Someone else may attempt to tell Coppola’s life story but I doubt that anyone could better analyze the brilliant and mercurial filmmaker. When I finished reading the book I felt I had been on an amazing journey…and indeed I had.

Leonard Maltin is one of the world’s most respected film critics and historians. He is best known for his widely-used reference work Leonard Maltin’s Movie Guide and its companion volume Leonard Maltin’s Classic Movie Guide, now in its third edition, as well as his thirty-year run on television’s Entertainment Tonight. He teaches at the USC School of Cinematic Arts and appears regularly on Reelz Channel and Turner Classic Movies. His books include The 151 Best Movies You’ve Never Seen, Of Mice and Magic: A History of American Animated Cartoons, The Great Movie Comedians, The Disney Films, The Art of the Cinematographer, Movie Comedy Teams, The Great American Broadcast, and Leonard Maltin’s Movie Encyclopedia.

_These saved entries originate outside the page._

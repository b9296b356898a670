//! Dispatch orchestration: coordinator, cancellation, and result aggregation.

mod coordinator;
mod report;

use std::sync::atomic::{AtomicBool, Ordering};
use std::sync::Arc;

pub use coordinator::DispatchCoordinator;
pub use report::{DispatchReport, FailureKind, RecipientFailure, RecipientOutcome};

/// Cooperative cancellation handle for bulk sends.
///
/// Cancelling lets in-flight recipient work finish (committed rows are never
/// rolled back) but prevents new work from starting; the resulting report is
/// marked incomplete.
#[derive(Debug, Clone, Default)]
pub struct CancelHandle {
    flag: Arc<AtomicBool>,
}

impl CancelHandle {
    pub fn new() -> Self {
        Self::default()
    }

    pub fn cancel(&self) {
        self.flag.store(true, Ordering::SeqCst);
    }

    pub fn is_cancelled(&self) -> bool {
        self.flag.load(Ordering::SeqCst)
    }
}

#[cfg(test)]
mod tests {
    use super::*;

    #[test]
    fn test_cancel_handle() {
        let handle = CancelHandle::new();
        assert!(!handle.is_cancelled());

        let shared = handle.clone();
        shared.cancel();
        assert!(handle.is_cancelled());
    }
}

He served two terms as President of the Los Angeles Film Critics Association, is a voting member of the National Film Registry, and was appointed by the Librarian of Congress to sit on the Board of Directors of the National Film Preservation Foundation. He hosted and co-produced the popular Walt Disney Treasures DVD series and has appeared on innumerable television programs and documentaries. He has been the recipient of awards from the American Society of Cinematographers, the Telluride Film Festival, Anthology Film Archives, and San Diego’s Comic-Con International. Perhaps the pinnacle of his career was his appearance in a now-classic episode of South Park. (Or was it Carmela consulting his Movie Guide on an episode of The Sopranos?) He holds court at leonardmaltin.com. Follow him on Twitter and Facebook; you can also listen to him on his weekly podcast: Maltin on Movies. — [Artwork by Drew Friedman]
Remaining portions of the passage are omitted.